History of phone batteries

The first type of batteries used in mobile cell phones during the late 1980s and early 1990s, were the Nickel Cadmium or NiCD Battery. This battery had a serious problem known as ‘Memory Effect’. Memory Effect meant that the phone had to be drained completely before being recharged, otherwise the charge capacity of the battery got reduced.

The next generation of phone battery was the Nickel Metal Hydride NiMH battery. Though not having the memory effect problem, the NiMH batteries used to slowly discharge, even when not in use, and would get completely discharged in a few days, even if not used. This self-discharge in NiMH batteries was referred to as ‘Leakage’.

The third type of battery used in cell phones is the Litium ion or Li-ion battery. Lithium batteries were first introduced by Sony in the early 1990s. Li-Ion batteries do not suffer from either the ‘Memory Effect’ nor the ‘Leakage’ problem of the earlier generation batteries. The Li-ion batteries had much higher energy density, almost twice the energy holding capacity of similar sized NiMH battery. The main drawback of the Li-ion battery is that it is very expensive.

Future phone batteries

In future, we can look forward to an era of phone batteries that last for weeks and charge instantly.
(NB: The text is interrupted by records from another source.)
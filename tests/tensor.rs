use std::io::{Cursor, ErrorKind};

use arbor::tensor::Tensor;

fn close(a: f32, b: f32) -> bool {
    (a - b).abs() < 1e-5
}

#[test]
fn test_indexing() {
    let mut t: Tensor<f32, usize, 3> = Tensor::new(0.0, [2, 3, 4]);
    assert_eq!(t.size(), 24);
    assert_eq!(t.size_at(0), 2);
    assert_eq!(t.size_at(1), 3);
    assert_eq!(t.size_at(2), 4);
    assert_eq!(t.shape(), &[2, 3, 4]);
    assert_eq!(*t.at([0, 0, 0]), 0.0);
    *t.at_mut([1, 2, 3]) = 7.0;
    *t.at_mut([0, 1, 2]) = -1.0;
    assert_eq!(*t.at([1, 2, 3]), 7.0);
    assert_eq!(*t.at([0, 1, 2]), -1.0);
    assert_eq!(*t.at([1, 2, 2]), 0.0);
}

#[test]
#[should_panic]
fn test_indexing_out_of_range() {
    let t: Tensor<f32, usize, 2> = Tensor::new(0.0, [2, 2]);
    t.at([0, 2]);
}

#[test]
fn test_resize_and_fill() {
    let mut t: Tensor<f32, u16, 2> = Tensor::new(1.0, [2, 2]);
    t.fill(3.0);
    assert_eq!(*t.at([1, 1]), 3.0);
    t.resize(0.0, [3, 5]);
    assert_eq!(t.size(), 15);
    assert_eq!(t.size_at(0), 3);
    assert_eq!(*t.at([2, 4]), 0.0);
}

#[test]
fn test_marginal_sum() {
    let mut t: Tensor<f32, usize, 2> = Tensor::new(0.0, [2, 3]);
    let mut value = 1.0;
    for i in 0..2 {
        for j in 0..3 {
            *t.at_mut([i, j]) = value;
            value += 1.0;
        }
    }
    assert!(close(t.marginal_sum(0, 0), 6.0));
    assert!(close(t.marginal_sum(0, 1), 15.0));
    assert!(close(t.marginal_sum(1, 0), 5.0));
    assert!(close(t.marginal_sum(1, 1), 7.0));
    assert!(close(t.marginal_sum(1, 2), 9.0));
}

fn counts() -> Tensor<f32, usize, 2> {
    let mut t = Tensor::new(0.0, [2, 2]);
    *t.at_mut([0, 0]) = 2.0;
    *t.at_mut([1, 0]) = 1.0;
    *t.at_mut([1, 1]) = 3.0;
    t
}

#[test]
fn test_normalize() {
    let mut t = counts();
    t.normalize(1.0, 0);
    assert!(close(*t.at([0, 0]), 0.75));
    assert!(close(*t.at([0, 1]), 0.25));
    assert!(close(*t.at([1, 0]), 2.0 / 6.0));
    assert!(close(*t.at([1, 1]), 4.0 / 6.0));
    assert!(close(t.marginal_sum(0, 0), 1.0));
    assert!(close(t.marginal_sum(0, 1), 1.0));

    let mut t = counts();
    t.normalize(1.0, 1);
    assert!(close(*t.at([0, 0]), 0.6));
    assert!(close(*t.at([1, 0]), 0.4));
    assert!(close(*t.at([0, 1]), 0.2));
    assert!(close(*t.at([1, 1]), 0.8));
    assert!(close(t.marginal_sum(1, 0), 1.0));
    assert!(close(t.marginal_sum(1, 1), 1.0));
}

#[test]
fn test_normalize_log() {
    let mut t = counts();
    t.normalize_log(1.0, 0);
    assert!(close(*t.at([0, 0]), (3.0f32).ln() - (4.0f32).ln()));
    assert!(close(*t.at([0, 1]), (1.0f32).ln() - (4.0f32).ln()));
    assert!(close(*t.at([1, 0]), (2.0f32).ln() - (6.0f32).ln()));
    assert!(close(*t.at([1, 1]), (4.0f32).ln() - (6.0f32).ln()));
    // each group exponentiates back to a distribution
    for i in 0..2 {
        let total: f32 = (0..2).map(|j| t.at([i, j]).exp()).sum();
        assert!(close(total, 1.0));
    }
}

#[test]
fn test_normalize_log_zero_counts() {
    let mut t: Tensor<f32, usize, 2> = Tensor::new(0.0, [2, 2]);
    t.normalize_log(0.5, 0);
    // uniform: ln(0.5) - ln(1.0)
    assert!(close(*t.at([0, 0]), (0.5f32).ln()));
    assert!(close(*t.at([1, 1]), (0.5f32).ln()));
}

#[test]
fn test_binary_roundtrip() {
    let mut t: Tensor<f32, u16, 2> = Tensor::new(0.0, [2, 2]);
    *t.at_mut([0, 1]) = 1.5;
    *t.at_mut([1, 0]) = -2.5;
    let mut bytes = Vec::new();
    t.save_binary(&mut bytes).unwrap();
    // arity byte, two u16 extents, four f32 cells
    assert_eq!(bytes.len(), 1 + 4 + 16);

    let mut restored: Tensor<f32, u16, 2> = Tensor::new(0.0, [1, 1]);
    restored.load_binary(&mut Cursor::new(&bytes)).unwrap();
    assert_eq!(restored, t);
}

#[test]
fn test_binary_extent_width_follows_index_type() {
    let t: Tensor<f32, usize, 1> = Tensor::new(0.0, [3]);
    let mut bytes = Vec::new();
    t.save_binary(&mut bytes).unwrap();
    // usize extents are stored as u64
    assert_eq!(bytes.len(), 1 + 8 + 12);
}

#[test]
fn test_binary_rejects_arity_mismatch() {
    let t: Tensor<f32, u16, 2> = Tensor::new(0.0, [2, 2]);
    let mut bytes = Vec::new();
    t.save_binary(&mut bytes).unwrap();
    let mut target: Tensor<f32, u16, 3> = Tensor::new(0.0, [1, 1, 1]);
    let err = target.load_binary(&mut Cursor::new(&bytes)).unwrap_err();
    assert_eq!(err.kind(), ErrorKind::InvalidData);
}

#[test]
fn test_binary_rejects_zero_extent() {
    let t: Tensor<f32, u16, 2> = Tensor::new(0.0, [0, 2]);
    let mut bytes = Vec::new();
    t.save_binary(&mut bytes).unwrap();
    let mut target: Tensor<f32, u16, 2> = Tensor::new(0.0, [1, 1]);
    let err = target.load_binary(&mut Cursor::new(&bytes)).unwrap_err();
    assert_eq!(err.kind(), ErrorKind::InvalidData);
}

#[test]
fn test_binary_rejects_truncation() {
    let t: Tensor<f32, u16, 2> = Tensor::new(1.0, [2, 2]);
    let mut bytes = Vec::new();
    t.save_binary(&mut bytes).unwrap();
    bytes.truncate(bytes.len() - 2);
    let mut target: Tensor<f32, u16, 2> = Tensor::new(0.0, [1, 1]);
    let err = target.load_binary(&mut Cursor::new(&bytes)).unwrap_err();
    assert_eq!(err.kind(), ErrorKind::UnexpectedEof);
}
These are the new generation batteries known as Ultracapacitors or Supercapacitors. Ultracapacitors and Supercapacitors use the wonder material know as Graphene. It will not be that far away in the future when we can see these types of batteries in our phones. Research into Ultracapacitors or Supercapacitors are high on the priority list of leading Universities and research laboratories of the world. Working models are already being tested for applications like electric cars. Have not heard yet of Ultracapacitors or Supercapacitors being used in cell phones, but I am sure that day is not far off.